The NHS must do more to stop people smoking and Duncan Selbie thinks the best way to do it is to implement a national tariff for smoking cessation.

Public Health England believes introducing national tariffs for public health outcomes is the best way to improve the nation’s health, its chief executive told HSJ.

In an interview Duncan Selbie said the best thing NHS England and NHS Improvement can do is set a tariff in all relevant clinical pathways, “from respiratory medicine to cancers,” for helping people to quit smoking because hospitals treat the consequences of smoking but do “very little when they’ve got someone in a hospital bed” to help them stop.

This is one of four areas he will be pushing on for action by the NHS - cardiovascular disease, tobacco use, mental health and obesity.

There is good practice in hospitals and primary care around measuring and controlling blood pressure but it is not widespread, he explained. He wants to see the GP contract and tariff system used to “enhance the visibility of the things that we measure”.

Mr Selbie, who has led PHE since 2012, said: “If we measure [high blood pressure] in the same way we measure A&E performance and cancer waiting times then we believe that change can be possible.

“This for the NHS is ‘physician heal thyself’. It’s not about what others should be doing but what you should be doing in those four areas”.

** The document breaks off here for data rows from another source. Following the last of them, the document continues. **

//! New-prescription form.
//!
//! A prescription is only sent once a patient from the loaded snapshot is
//! selected and both drug name and dosage are non-blank. The prescription
//! date is always the submission day.

use std::time::Duration;

use chrono::NaiveDate;
use tokio::time::Instant;

use crate::client::NetworkError;
use crate::models::{EntityId, NewPrescription, Patient, Prescription};
use crate::store::PrescriptionStore;
use crate::validation::{FieldRule, FieldValues, FormErrors, FormState, RuleSet};

pub const PATIENT_FIELD: &str = "patientId";
pub const DRUG_NAME_FIELD: &str = "drugName";
pub const DOSAGE_FIELD: &str = "dosage";
/// Error key for a failed create.
pub const SUBMIT_FIELD: &str = "submit";

pub const SELECT_PATIENT_MESSAGE: &str = "Please select a patient";
pub const DRUG_NAME_REQUIRED_MESSAGE: &str = "Drug name is required";
pub const DOSAGE_REQUIRED_MESSAGE: &str = "Dosage is required";
pub const SUBMIT_FAILED_MESSAGE: &str = "Failed to create prescription. Please try again.";
pub const SUCCESS_MESSAGE: &str = "Prescription created successfully!";

/// How long the success banner stays up after a create.
pub const SUCCESS_BANNER_DURATION: Duration = Duration::from_secs(3);

/// Result of [`PrescriptionForm::submit`].
#[derive(Debug, Clone, PartialEq)]
pub enum SubmitOutcome {
    /// Validation failed; nothing was sent
    Invalid(FormErrors),
    /// Stored remotely and appended to the store
    Created(Prescription),
    /// The create request failed; the form keeps its values
    Failed(NetworkError),
}

/// Rules applied on submit and blur.
pub fn prescription_rules() -> RuleSet {
    RuleSet::new()
        .field(PATIENT_FIELD, FieldRule::required_with(SELECT_PATIENT_MESSAGE))
        .field(DRUG_NAME_FIELD, FieldRule::required_with(DRUG_NAME_REQUIRED_MESSAGE))
        .field(DOSAGE_FIELD, FieldRule::required_with(DOSAGE_REQUIRED_MESSAGE))
}

fn empty_values() -> FieldValues {
    [PATIENT_FIELD, DRUG_NAME_FIELD, DOSAGE_FIELD]
        .into_iter()
        .map(|field| (field.to_string(), String::new()))
        .collect()
}

/// Ephemeral state of the new-prescription form.
#[derive(Debug, Clone)]
pub struct PrescriptionForm {
    fields: FormState,
    selected_patient: Option<Patient>,
    success_at: Option<Instant>,
}

impl Default for PrescriptionForm {
    fn default() -> Self {
        Self::new()
    }
}

impl PrescriptionForm {
    pub fn new() -> Self {
        Self {
            fields: FormState::new(empty_values(), prescription_rules()),
            selected_patient: None,
            success_at: None,
        }
    }

    pub fn selected_patient(&self) -> Option<&Patient> {
        self.selected_patient.as_ref()
    }

    pub fn drug_name(&self) -> &str {
        self.fields.value(DRUG_NAME_FIELD)
    }

    pub fn dosage(&self) -> &str {
        self.fields.value(DOSAGE_FIELD)
    }

    /// Field errors plus the `submit` error, if any.
    pub fn errors(&self) -> &FormErrors {
        self.fields.errors()
    }

    /// Pick (or clear) the patient. Clears the patient error.
    pub fn select_patient(&mut self, patient: Option<Patient>) {
        let value = patient
            .as_ref()
            .map(|p| p.id.to_string())
            .unwrap_or_default();
        self.fields.handle_change(PATIENT_FIELD, value);
        self.selected_patient = patient;
    }

    pub fn set_drug_name(&mut self, value: impl Into<String>) {
        self.fields.handle_change(DRUG_NAME_FIELD, value);
    }

    pub fn set_dosage(&mut self, value: impl Into<String>) {
        self.fields.handle_change(DOSAGE_FIELD, value);
    }

    /// Re-check one field when it loses focus.
    pub fn blur(&mut self, field: &str) {
        self.fields.handle_blur(field);
    }

    /// Check every field; the selection must also be in `patients`.
    pub fn validate(&mut self, patients: &[Patient]) -> bool {
        let mut clean = self.fields.validate_form();

        if let Some(selected) = &self.selected_patient {
            if !patients.iter().any(|p| p.id == selected.id) {
                self.fields.set_error(PATIENT_FIELD, SELECT_PATIENT_MESSAGE);
                clean = false;
            }
        }
        clean
    }

    /// Create payload from the current fields, dated `today`.
    pub fn draft(&self, today: NaiveDate) -> Option<NewPrescription> {
        let patient_id: EntityId = self.selected_patient.as_ref()?.id;
        Some(NewPrescription {
            patient_id,
            drug_name: self.drug_name().trim().to_string(),
            dosage: self.dosage().trim().to_string(),
            date_prescribed: today,
        })
    }

    /// Validate and create, dated with the current UTC calendar day.
    pub async fn submit(&mut self, store: &PrescriptionStore, patients: &[Patient]) -> SubmitOutcome {
        let today = chrono::Utc::now().date_naive();
        self.submit_on(store, patients, today).await
    }

    /// [`PrescriptionForm::submit`] with an explicit prescription date.
    pub async fn submit_on(
        &mut self,
        store: &PrescriptionStore,
        patients: &[Patient],
        today: NaiveDate,
    ) -> SubmitOutcome {
        if !self.validate(patients) {
            tracing::debug!("Prescription form invalid: {:?}", self.errors());
            return SubmitOutcome::Invalid(self.errors().clone());
        }
        let Some(draft) = self.draft(today) else {
            return SubmitOutcome::Invalid(self.errors().clone());
        };

        match store.create(&draft).await {
            Ok(created) => {
                self.fields.reset();
                self.selected_patient = None;
                self.success_at = Some(Instant::now());
                SubmitOutcome::Created(created)
            }
            Err(e) => {
                self.fields.set_error(SUBMIT_FIELD, SUBMIT_FAILED_MESSAGE);
                SubmitOutcome::Failed(e)
            }
        }
    }

    /// Hide the failed-submission message.
    pub fn dismiss_submit_error(&mut self) {
        self.fields.clear_error(SUBMIT_FIELD);
    }

    /// True during the banner window after a successful create.
    pub fn success_visible(&self) -> bool {
        self.success_at
            .is_some_and(|shown| shown.elapsed() < SUCCESS_BANNER_DURATION)
    }

    /// Banner text while it is visible.
    pub fn success_message(&self) -> Option<&'static str> {
        self.success_visible().then_some(SUCCESS_MESSAGE)
    }
}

Of the workstream he is co-leading in the development of in the long term plan, he “will be advising [the government] to focus on a very few things where you can take action, where you can have actionable objectives that are about the NHS itself,” he said.

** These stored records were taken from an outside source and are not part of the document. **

//! reqwest-backed resource client.

use async_trait::async_trait;
use reqwest::{Method, RequestBuilder, Response, Url};
use serde::de::DeserializeOwned;
use tracing::Instrument;

use super::{CollectionClient, NetworkError, NetworkResult};
use crate::config::ApiConfig;
use crate::models::{Entity, EntityId, Prescription, Resource};

const REQUEST_ID_HEADER: &str = "x-request-id";

/// HTTP client for the patients and prescriptions collections.
///
/// Stateless apart from the connection pool; clone freely.
#[derive(Debug, Clone)]
pub struct HttpResourceClient {
    config: ApiConfig,
    client: reqwest::Client,
}

impl HttpResourceClient {
    /// Build a client for the configured backend.
    pub fn new(config: ApiConfig) -> NetworkResult<Self> {
        config
            .validate()
            .map_err(|e| NetworkError::InvalidUrl(e.to_string()))?;

        let client = reqwest::Client::builder()
            .user_agent(config.user_agent.clone())
            .build()
            .map_err(|e| NetworkError::Transport {
                url: config.base_url.clone(),
                reason: e.to_string(),
            })?;

        Ok(Self { config, client })
    }

    pub fn config(&self) -> &ApiConfig {
        &self.config
    }

    /// `GET /{collection}`
    pub async fn list<E: Entity>(&self) -> NetworkResult<Vec<E>> {
        let url = self.config.collection_url(E::RESOURCE);
        let response = self.send(Method::GET, &url, |req| req).await?;
        read_json(response, &url).await
    }

    /// `GET /{collection}/{id}`
    pub async fn get<E: Entity>(&self, id: EntityId) -> NetworkResult<E> {
        let url = self.member_url(E::RESOURCE, id);
        let response = self.send(Method::GET, &url, |req| req).await?;
        read_json(response, &url).await
    }

    /// `POST /{collection}` with the draft as JSON body.
    pub async fn create<E: Entity>(&self, draft: &E::Draft) -> NetworkResult<E> {
        let url = self.config.collection_url(E::RESOURCE);
        let response = self.send(Method::POST, &url, |req| req.json(draft)).await?;
        read_json(response, &url).await
    }

    /// `PUT /{collection}/{id}` with only the changed fields.
    pub async fn update<E: Entity>(&self, id: EntityId, patch: &E::Patch) -> NetworkResult<E> {
        let url = self.member_url(E::RESOURCE, id);
        let response = self.send(Method::PUT, &url, |req| req.json(patch)).await?;
        read_json(response, &url).await
    }

    /// `DELETE /{collection}/{id}`. The response body is ignored.
    pub async fn delete<E: Entity>(&self, id: EntityId) -> NetworkResult<()> {
        let url = self.member_url(E::RESOURCE, id);
        self.send(Method::DELETE, &url, |req| req).await?;
        Ok(())
    }

    /// `GET /prescriptions?patientId={id}`
    pub async fn prescriptions_for_patient(
        &self,
        patient_id: EntityId,
    ) -> NetworkResult<Vec<Prescription>> {
        let url = self.config.collection_url(Resource::Prescriptions);
        let response = self
            .send(Method::GET, &url, |req| req.query(&[("patientId", patient_id)]))
            .await?;
        read_json(response, &url).await
    }

    /// Number of prescriptions on the server (lists the full collection).
    pub async fn prescription_count(&self) -> NetworkResult<usize> {
        Ok(self.list::<Prescription>().await?.len())
    }

    fn member_url(&self, resource: Resource, id: EntityId) -> String {
        format!("{}/{}", self.config.collection_url(resource), id)
    }

    /// Issue one request and reject non-2xx responses.
    async fn send<F>(&self, method: Method, url: &str, build: F) -> NetworkResult<Response>
    where
        F: FnOnce(RequestBuilder) -> RequestBuilder,
    {
        let parsed = Url::parse(url).map_err(|e| NetworkError::InvalidUrl(format!("{url}: {e}")))?;
        let request_id = uuid::Uuid::new_v4().to_string();
        let span = tracing::debug_span!(
            "http_request",
            method = %method,
            url = %url,
            request_id = %request_id,
        );

        let request = build(
            self.client
                .request(method, parsed)
                .header(REQUEST_ID_HEADER, request_id.as_str()),
        );

        async move {
            let response = request.send().await.map_err(|e| {
                tracing::warn!("Request failed: {}", e);
                NetworkError::Transport {
                    url: url.to_string(),
                    reason: e.to_string(),
                }
            })?;

            let status = response.status();
            if !status.is_success() {
                tracing::warn!("Unexpected status {}", status);
                return Err(NetworkError::Status {
                    url: url.to_string(),
                    status: status.as_u16(),
                });
            }

            tracing::debug!("Response {}", status);
            Ok(response)
        }
        .instrument(span)
        .await
    }
}

/// Read the whole body and decode it as JSON.
async fn read_json<T: DeserializeOwned>(response: Response, url: &str) -> NetworkResult<T> {
    let body = response.bytes().await.map_err(|e| NetworkError::Transport {
        url: url.to_string(),
        reason: e.to_string(),
    })?;

    serde_json::from_slice(&body).map_err(|e| NetworkError::Decode {
        url: url.to_string(),
        reason: e.to_string(),
    })
}

#[async_trait]
impl<E: Entity> CollectionClient<E> for HttpResourceClient {
    async fn fetch_all(&self) -> NetworkResult<Vec<E>> {
        self.list::<E>().await
    }

    async fn create(&self, draft: &E::Draft) -> NetworkResult<E> {
        HttpResourceClient::create::<E>(self, draft).await
    }
}

#[cfg(test)]
mod tests {
    use super::*;
    use crate::models::Patient;

    #[test]
    fn test_member_url() {
        let client = HttpResourceClient::new(ApiConfig::default()).unwrap();
        assert_eq!(
            client.member_url(Resource::Patients, 7),
            "http://localhost:5120/api/patients/7"
        );
        assert_eq!(
            client.member_url(Resource::Prescriptions, 1001),
            "http://localhost:5120/api/prescriptions/1001"
        );
    }

    #[test]
    fn test_rejects_invalid_base_url() {
        let err = HttpResourceClient::new(ApiConfig::with_base_url("localhost")).unwrap_err();
        assert!(matches!(err, NetworkError::InvalidUrl(_)));
    }

    #[tokio::test]
    async fn test_unreachable_host_is_transport_error() {
        // Port 9 (discard) on loopback is closed in test environments.
        let client = HttpResourceClient::new(ApiConfig::with_base_url("http://127.0.0.1:9")).unwrap();
        let err = client.list::<Patient>().await.unwrap_err();
        assert!(matches!(err, NetworkError::Transport { .. }));
        assert_eq!(err.status(), None);
    }
}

To see this through he’d like to see mental health and primary care get a greater share of investment. If the plan only focusses on treatment it will fail. “If it all goes into the hospitals we’ll be in exactly the same place in three or five years,” he said.

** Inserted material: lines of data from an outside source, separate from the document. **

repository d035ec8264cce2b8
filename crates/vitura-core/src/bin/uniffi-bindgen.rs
fn main() {
    uniffi::uniffi_bindgen_main()
}
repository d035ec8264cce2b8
//! API endpoint configuration.
//!
//! Defaults point at the development backend. A TOML file can override any
//! field, and `VITURA_API_BASE_URL` overrides the base URL last.

use std::path::Path;

use reqwest::Url;
use serde::{Deserialize, Serialize};
use thiserror::Error;

use crate::models::Resource;

pub const DEFAULT_BASE_URL: &str = "http://localhost:5120/api";
pub const BASE_URL_ENV: &str = "VITURA_API_BASE_URL";

/// Configuration errors.
#[derive(Error, Debug)]
pub enum ConfigError {
    #[error("Failed to read config file: {0}")]
    Io(#[from] std::io::Error),

    #[error("Invalid config: {0}")]
    Parse(#[from] toml::de::Error),

    #[error("Invalid base URL {url:?}: {reason}")]
    InvalidBaseUrl { url: String, reason: String },
}

pub type ConfigResult<T> = Result<T, ConfigError>;

/// Where the two collections live.
#[derive(Debug, Clone, Serialize, Deserialize, PartialEq, Eq)]
#[serde(default)]
pub struct ApiConfig {
    /// Base URL shared by both collections
    pub base_url: String,
    /// Path segment of the patients collection
    pub patients_path: String,
    /// Path segment of the prescriptions collection
    pub prescriptions_path: String,
    /// User-Agent sent with every request
    pub user_agent: String,
}

impl Default for ApiConfig {
    fn default() -> Self {
        Self {
            base_url: DEFAULT_BASE_URL.to_string(),
            patients_path: Resource::Patients.as_str().to_string(),
            prescriptions_path: Resource::Prescriptions.as_str().to_string(),
            user_agent: concat!("vitura-core/", env!("CARGO_PKG_VERSION")).to_string(),
        }
    }
}

impl ApiConfig {
    /// Config with a different base URL and default paths.
    pub fn with_base_url(base_url: impl Into<String>) -> Self {
        Self {
            base_url: base_url.into(),
            ..Default::default()
        }
    }

    /// Parse a TOML document. Missing keys keep their defaults.
    pub fn from_toml_str(raw: &str) -> ConfigResult<Self> {
        let config: Self = toml::from_str(raw)?;
        config.validate()?;
        Ok(config)
    }

    /// Load from an optional file, then apply environment overrides.
    pub fn load(path: Option<&Path>) -> ConfigResult<Self> {
        let config = match path {
            Some(path) => Self::from_toml_str(&std::fs::read_to_string(path)?)?,
            None => Self::default(),
        };
        config.with_env_overrides()
    }

    /// Apply `VITURA_API_BASE_URL` if set.
    pub fn with_env_overrides(self) -> ConfigResult<Self> {
        self.with_base_url_override(std::env::var(BASE_URL_ENV).ok())
    }

    fn with_base_url_override(mut self, base_url: Option<String>) -> ConfigResult<Self> {
        if let Some(url) = base_url.filter(|u| !u.trim().is_empty()) {
            self.base_url = url.trim().to_string();
        }
        self.validate()?;
        Ok(self)
    }

    /// Check that the base URL is an absolute http(s) URL.
    pub fn validate(&self) -> ConfigResult<()> {
        let url = Url::parse(&self.base_url).map_err(|e| ConfigError::InvalidBaseUrl {
            url: self.base_url.clone(),
            reason: e.to_string(),
        })?;
        match url.scheme() {
            "http" | "https" => Ok(()),
            other => Err(ConfigError::InvalidBaseUrl {
                url: self.base_url.clone(),
                reason: format!("unsupported scheme {other:?}"),
            }),
        }
    }

    /// Collection URL, e.g. `http://localhost:5120/api/patients`.
    pub fn collection_url(&self, resource: Resource) -> String {
        let path = match resource {
            Resource::Patients => &self.patients_path,
            Resource::Prescriptions => &self.prescriptions_path,
        };
        format!(
            "{}/{}",
            self.base_url.trim_end_matches('/'),
            path.trim_matches('/')
        )
    }
}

But, ultimately, the health service and government must find a balance between what the NHS can do to help improve the health of the nation and what government and the public can do.

“People conflate good health with the NHS. And we need to see the NHS properly invested in. We need to see it back on its feet, confident and thriving. But putting more money into the NHS won’t of itself improve the health of the people.”

To that end, he said responsibility for public health must remain with local government, where it stands the best chance of influencing all the factors that improve the public’s health, such as housing, air quality, and job creation.

PHE’s statutory duty is to “protect the nation’s health and address health inequalities”. It coordinates screening programmes, develops evidence for public health interventions, and working with the NHS and local government.

“The main impact on health in life is income: money in your pocket, having a job, followed by decent housing, and friendship and companionship,” he explained.

“Talk of [putting] the [public health] grant back in the NHS is to fundamentally misunderstand how you go about improving the health of the people,” Selbie said.

He added: “In the forty years that the NHS held responsibility for public health, from 1974 to 2012-13, there were major improvements in those things that the health service could influence. But there was no change at all in the health profile of the poor and the affluent.”

Selbie spoke exclusively to HSJ at PHE’s annual conference earlier this week.

He outlined how he thinks the NHS can contribute to prevention in cardiovascular disease, mental health and obesity, as well as tobacco control.

For cardiovascular disease, the focus should be on high blood pressure. “It’s the third biggest risk after smoking and poor diet,” he said. But “most people don’t know their blood pressure.”

There are two areas the NHS can focus its attention when it comes to fighting obesity. First is an expansion of the national diabetes prevention plan, where people at risk of developing type 2 diabetes are referred for exercise and education sessions.

It is a collaboration between NHS England, PHE and the charity Diabetes UK. Services are run at present by three private providers and one collaboration between a social enterprise and a community trust.

It has had great success so far, Selbie said. He is “absolutely certain that the long term plan will speak to a major expansion of that programme”.

The NHS can take more direct action in the welfare of its workforce, working out “what can we do to help NHS staff with eating healthier and moving more”, he added.

On mental health, Selbie espoused secondary prevention. People with mental health problems “on average die 20 years earlier, and this is multifactorial”. But they are also more likely to smoke and be overweight, and less likely to have their blood pressure checked. “So, if we pay attention to those conditions and risks with a particular focus on people with mental health problems then we can close the gap.”